This will likely pave the way for a more durable trade agreement between US and China in 90 days. Following the Phase 1 trade deal in 2020, we think this would likely commit China to reduce its trade surplus with the US through increasing its imports from the US. It is likely that the baseline tariff rate of 10% will stay or even be raised for China. The two countries are likely to find some resolution to address the Trump administration's concerns about China's role in the fentanyl trade, potentially leading to a removal of the 20% fentanyl-related tariff, in the optimistic scenario.

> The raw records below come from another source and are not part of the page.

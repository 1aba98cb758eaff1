//! Shared image preprocessing utilities
//!
//! Turns detections on a frame into the normalized NCHW crop batch every
//! re-identification backend consumes, and holds the tensor helpers the
//! backends share.

use crate::error::{ReidError, Result};
use image::{imageops, RgbImage};
use ndarray::{Array2, Array4, ArrayView3, Axis};

/// Crop preprocessing configuration
#[derive(Debug, Clone, PartialEq)]
pub struct PreprocessingConfig {
    /// Model input size as `[height, width]`
    pub target_size: [u32; 2],
    /// Per-channel mean in RGB order, applied after scaling to [0, 1]
    pub normalization_mean: [f32; 3],
    /// Per-channel standard deviation in RGB order
    pub normalization_std: [f32; 3],
}

impl Default for PreprocessingConfig {
    fn default() -> Self {
        // Person ReID models are trained on 256x128 crops with ImageNet statistics
        Self {
            target_size: [256, 128],
            normalization_mean: [0.485, 0.456, 0.406],
            normalization_std: [0.229, 0.224, 0.225],
        }
    }
}

/// Shared crop preprocessing for re-identification models
#[derive(Debug, Clone, Default)]
pub struct ReidPreprocessor {
    config: PreprocessingConfig,
}

impl ReidPreprocessor {
    #[must_use]
    pub fn new(config: PreprocessingConfig) -> Self {
        Self { config }
    }

    #[must_use]
    pub fn config(&self) -> &PreprocessingConfig {
        &self.config
    }

    /// Crop `xyxy` boxes out of a frame and stack them into a normalized NCHW batch
    ///
    /// Boxes are clipped to the frame. An empty box list yields an empty batch.
    ///
    /// # Errors
    /// - A box has no area after clipping
    pub fn crops_to_tensor(&self, image: &RgbImage, boxes: &[[f32; 4]]) -> Result<Array4<f32>> {
        let [height, width] = self.config.target_size;
        let mut tensor = Array4::<f32>::zeros((boxes.len(), 3, height as usize, width as usize));
        let (frame_w, frame_h) = image.dimensions();

        for (index, bbox) in boxes.iter().enumerate() {
            let (x1, y1, x2, y2) = Self::clip_box(*bbox, frame_w, frame_h);
            if x2 <= x1 || y2 <= y1 {
                return Err(ReidError::invalid_input(format!(
                    "Box {index} {bbox:?} has no area inside the {frame_w}x{frame_h} frame"
                )));
            }
            let crop = imageops::crop_imm(image, x1, y1, x2 - x1, y2 - y1).to_image();
            self.write_normalized(&crop, &mut tensor, index);
        }

        Ok(tensor)
    }

    /// Resize whole images into a normalized NCHW batch
    ///
    /// # Errors
    /// - An image has zero width or height
    pub fn images_to_tensor(&self, images: &[RgbImage]) -> Result<Array4<f32>> {
        let [height, width] = self.config.target_size;
        let mut tensor = Array4::<f32>::zeros((images.len(), 3, height as usize, width as usize));

        for (index, image) in images.iter().enumerate() {
            if image.width() == 0 || image.height() == 0 {
                return Err(ReidError::invalid_input(format!("Image {index} is empty")));
            }
            self.write_normalized(image, &mut tensor, index);
        }

        Ok(tensor)
    }

    /// Clip an `xyxy` box to pixel coordinates inside the frame
    fn clip_box(bbox: [f32; 4], frame_w: u32, frame_h: u32) -> (u32, u32, u32, u32) {
        let clamp = |value: f32, max: u32| value.max(0.0).min(max as f32).round() as u32;
        let [x1, y1, x2, y2] = bbox;
        (
            clamp(x1, frame_w),
            clamp(y1, frame_h),
            clamp(x2, frame_w),
            clamp(y2, frame_h),
        )
    }

    /// Resize one image and write it into slot `index` of the batch
    #[allow(clippy::indexing_slicing)]
    // Safe: the resized image matches the pre-allocated tensor dimensions
    fn write_normalized(&self, image: &RgbImage, tensor: &mut Array4<f32>, index: usize) {
        let [height, width] = self.config.target_size;
        let resized = imageops::resize(image, width, height, imageops::FilterType::Triangle);
        let mean = self.config.normalization_mean;
        let std = self.config.normalization_std;

        for (x, y, pixel) in resized.enumerate_pixels() {
            for channel in 0..3 {
                let value = f32::from(pixel[channel]) / 255.0;
                tensor[[index, channel, y as usize, x as usize]] =
                    (value - mean[channel]) / std[channel];
            }
        }
    }
}

/// Check that a batch is a 3-channel NCHW image batch with non-empty planes
///
/// # Errors
/// - Channel count other than 3, or zero height/width
pub fn validate_nchw(batch: &Array4<f32>) -> Result<()> {
    let (_, channels, height, width) = batch.dim();
    if channels != 3 {
        return Err(ReidError::invalid_input(format!(
            "Expected 3-channel NCHW batch, got shape {:?}",
            batch.shape()
        )));
    }
    if height == 0 || width == 0 {
        return Err(ReidError::invalid_input(format!(
            "Batch has empty spatial dimensions: {:?}",
            batch.shape()
        )));
    }
    Ok(())
}

/// Convert an NCHW batch into a contiguous NHWC batch
#[must_use]
pub fn to_nhwc(batch: Array4<f32>) -> Array4<f32> {
    batch
        .permuted_axes([0, 2, 3, 1])
        .as_standard_layout()
        .into_owned()
}

/// Scale every row to unit L2 norm; all-zero rows are left untouched
#[must_use]
pub fn l2_normalize_rows(mut features: Array2<f32>) -> Array2<f32> {
    for mut row in features.axis_iter_mut(Axis(0)) {
        let norm = row.iter().map(|v| v * v).sum::<f32>().sqrt();
        if norm > f32::EPSILON {
            row.mapv_inplace(|v| v / norm);
        }
    }
    features
}

/// View of one sample of an NCHW batch
#[must_use]
pub fn sample(batch: &Array4<f32>, index: usize) -> ArrayView3<'_, f32> {
    batch.index_axis(Axis(0), index)
}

With the pause, Chinese exporters are expected to resume frontloading of production and shipments to the US in the 90-day window, which would provide a near-term boost to its economic outlook. Suffice to say, we now see some upside potential to our 2025 growth forecast for China of 4.3%, although we will wait for further data and developments before making any changes. Despite the near-term reprieve, China is expected to continue its strategy to boost its domestic resilience and diversify its export markets with continued policy support in these areas.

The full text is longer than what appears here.